私の友人である夏菜子は、今この瞬間も校舎の裏山に埋められたまま、腐敗を続けている。ロマンだなんてきみは言うけれど、私は、それを肯定していいんだろうか。

……っていうか、なんでそんな悲しそうな顔をするの。殺人鬼なら殺人鬼らしく、下品に笑ったりしてよ!


4.浜辺で花火

浜辺で花火 の表紙
社会福祉学を専攻する平凡な女子大生の聡美は、ある日のアルバイト中に同期生の聖也からこんなことを告げられる。

「今日、この店が閉店したら俺、死んでもいいかな?」

突然の言葉に面食らった聡美だったが、戸惑いつつも彼に一つの提案をした。

「じゃあさ、死ぬ前にひとつ、楽しいことをしようよ」

浜辺で花火をするまでは、死なない。

そんな儚い約束をした、私と彼の、どこにでもありそうな、唯一無二の青春の1ページ。


5.デート

デートのイメージ
死にたがりの「彼」と、それを阻止する「私」の逢瀬。ちっとも甘くなんかない、それはデートという名の「勝負」。

決して私は負けられない。

彼が「決断」してしまうのを、それこそ「必死に」止めなければならないからだ。

ふざけんな、絶対に死なせるもんかよ。

今日もゴングが鳴る。

上等だ、かかってこい。


6.つちとそら

1つちとそら イメージ
古城はるかは姉と二人暮らし。慎ましいながらも穏やかな日々を送るパティシエ志望の少女だ。

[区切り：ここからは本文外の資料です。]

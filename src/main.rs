//! CrawlStars main entry point
//!
//! This is the command-line interface for the CrawlStars crawler.

use anyhow::Context;
use clap::Parser;
use crawlstars::config::{load_config_with_hash, validate, Config};
use crawlstars::crawler::Crawler;
use crawlstars::output::{load_statistics, print_report, print_search_results, print_statistics};
use crawlstars::storage::{PageStore, RunLog, SqliteStorage, DEFAULT_SEARCH_LIMIT};
use std::path::{Path, PathBuf};
use std::sync::Arc;
use tracing_subscriber::EnvFilter;

/// CrawlStars: a breadth-first web crawler with full-text search
///
/// Crawls outward from a seed URL with a pool of workers, saves each page's
/// title and text, and answers ranked searches over what was saved.
/// Settings come from an optional TOML file, then the environment
/// (DATABASE_PATH, SEED_URL, WORKERS, MAX_CRAWLS), then these flags.
#[derive(Parser, Debug)]
#[command(name = "crawlstars")]
#[command(version = "1.0.0")]
#[command(about = "A breadth-first web crawler with full-text search", long_about = None)]
struct Cli {
    /// Path to TOML configuration file
    #[arg(short, long, value_name = "CONFIG")]
    config: Option<PathBuf>,

    /// URL to start crawling from
    #[arg(long)]
    seed: Option<String>,

    /// Number of concurrent workers
    #[arg(short, long)]
    workers: Option<usize>,

    /// Stop after this many fetch attempts
    #[arg(long)]
    max_crawls: Option<u64>,

    /// Path to the SQLite page store
    #[arg(long, value_name = "PATH")]
    database: Option<String>,

    /// Increase logging verbosity (-v, -vv, -vvv)
    #[arg(short, long, action = clap::ArgAction::Count)]
    verbose: u8,

    /// Suppress non-error output
    #[arg(short, long, conflicts_with = "verbose")]
    quiet: bool,

    /// Search stored pages instead of crawling
    #[arg(long, value_name = "QUERY", conflicts_with_all = ["stats", "dry_run"])]
    search: Option<String>,

    /// Show statistics from the database and exit
    #[arg(long, conflicts_with_all = ["search", "dry_run"])]
    stats: bool,

    /// Show the effective configuration without crawling
    #[arg(long, conflicts_with_all = ["search", "stats"])]
    dry_run: bool,
}

#[tokio::main]
async fn main() -> anyhow::Result<()> {
    let cli = Cli::parse();

    setup_logging(cli.verbose, cli.quiet);

    tracing::info!("CrawlStars is initializing...");
    let (mut config, config_hash) =
        load_config_with_hash(cli.config.as_deref()).context("Failed to load configuration")?;
    apply_cli_overrides(&mut config, &cli);
    validate(&config).context("Invalid configuration")?;
    tracing::debug!("Configuration loaded (hash: {})", config_hash);

    if cli.dry_run {
        handle_dry_run(&config);
        return Ok(());
    }

    tracing::info!("Target database: {}", config.storage.database_path);
    let storage = SqliteStorage::open(Path::new(&config.storage.database_path))
        .context("Failed to connect to page store")?;
    tracing::info!("Database connected");

    if let Some(query) = &cli.search {
        handle_search(&storage, query)?;
    } else if cli.stats {
        handle_stats(&storage)?;
    } else {
        handle_crawl(&config, storage, &config_hash).await?;
    }

    Ok(())
}

/// Sets up the logging/tracing subscriber based on verbosity level
fn setup_logging(verbose: u8, quiet: bool) {
    let filter = if quiet {
        EnvFilter::new("error")
    } else {
        match verbose {
            0 => EnvFilter::new("crawlstars=info,warn"),
            1 => EnvFilter::new("crawlstars=debug,info"),
            2 => EnvFilter::new("crawlstars=trace,debug"),
            _ => EnvFilter::new("trace"),
        }
    };

    tracing_subscriber::fmt()
        .with_env_filter(filter)
        .with_target(false)
        .with_thread_ids(false)
        .with_file(false)
        .init();
}

/// Command-line flags win over the file and the environment
fn apply_cli_overrides(config: &mut Config, cli: &Cli) {
    if let Some(seed) = &cli.seed {
        config.crawler.seed_url = seed.clone();
    }
    if let Some(workers) = cli.workers {
        config.crawler.workers = workers;
    }
    if let Some(max_crawls) = cli.max_crawls {
        config.crawler.max_crawls = max_crawls;
    }
    if let Some(database) = &cli.database {
        config.storage.database_path = database.clone();
    }
}

fn handle_dry_run(config: &Config) {
    println!("=== CrawlStars Dry Run ===\n");

    println!("Crawler Configuration:");
    println!("  Seed URL: {}", config.crawler.seed_url);
    println!("  Workers: {}", config.crawler.workers);
    println!("  Max crawls: {}", config.crawler.max_crawls);
    println!("  Frontier capacity: {}", config.crawler.frontier_capacity);
    println!("  Result buffer: {}", config.crawler.result_buffer);
    println!("  Idle timeout: {}ms", config.crawler.idle_timeout_ms);
    println!("  Request timeout: {}s", config.crawler.request_timeout_secs);

    println!("\nUser Agent:");
    println!("  {}", config.user_agent.header_value());

    println!("\nStorage:");
    println!("  Database: {}", config.storage.database_path);

    println!("\n✓ Configuration is valid");
}

fn handle_search(storage: &SqliteStorage, query: &str) -> anyhow::Result<()> {
    tracing::info!("Searching for: {}", query);
    let hits = storage
        .search(query, DEFAULT_SEARCH_LIMIT)
        .context("Search failed")?;
    print_search_results(query, &hits);
    Ok(())
}

fn handle_stats(storage: &SqliteStorage) -> anyhow::Result<()> {
    let stats = load_statistics(storage).context("Failed to load statistics")?;
    print_statistics(&stats);
    Ok(())
}

async fn handle_crawl(
    config: &Config,
    storage: SqliteStorage,
    config_hash: &str,
) -> anyhow::Result<()> {
    let storage = Arc::new(storage);
    let run_id = storage
        .create_run(config_hash)
        .context("Failed to record crawl run")?;

    let crawler = Crawler::new(config, storage.clone()).context("Failed to build crawler")?;
    let report = crawler
        .start(&config.crawler.seed_url, config.crawler.workers)
        .await;

    if let Err(e) = storage.complete_run(run_id, &report.stats()) {
        tracing::error!("Failed to record completion of run {}: {}", run_id, e);
    }

    print_report(&report);
    Ok(())
}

はるかは、とある街で起きた傷害事件をきっかけにして、殺人願望を間接的に満たすために刑事となった男に命を狙われることになる。

はるかの姉、るいが行きつけにしている美容室「テラエシエル」の美容師、秋川浩輔は思わぬ形で事件に巻き込まれていく。

しかし、何が起きたとしても、そのすべてがどこか他人事のようにしか浩輔には感じられない。なぜなら浩輔の心は、すでに滅んだ星の光を、今でも求めているから。


7.純愛とか笑わせんな

(「つちとそら」パラレルワールド)

純愛とか笑わせんな イメージ
警視庁捜査一課の若手刑事、葉山秋広にはかなり異様な性癖がある。

それを知っていながら、警視庁随一のじゃじゃ馬事務員、若宮は葉山にすっかり惚れ込んでいるのだ。

若宮はいう。

「どうせ殺すなら、私にしてくださいね」。

ヤバすぎる性癖を持つ想い人を振り向かせるために、若宮の無茶苦茶な奮闘がはじまる。


8.さいはてキッチン

さいはてキッチン イメージ

かつてこの地に暮らした人々が「誕生」と呼んだもの。

青空など、自由など、欲しくないと悲鳴をあげる小鳥。

名前が識別子でしかないこの世界を、それでも僕は愛している。

僕はたった一人の全知無能な忘れ物として、無知全能な者たちの踊り狂う様を見て見ぬふりし続けて、そうしていつか来る「終わり」のときには、「きみ」に引導を渡してもらいたい。

おなかが空く。

どんな感傷に浸ったところで、命を奪って、僕らは生きながらえていく。

それを糾弾したり、笑われることすらなく、今日もこの地には、おかしな色彩の風が吹き抜けるだけだ。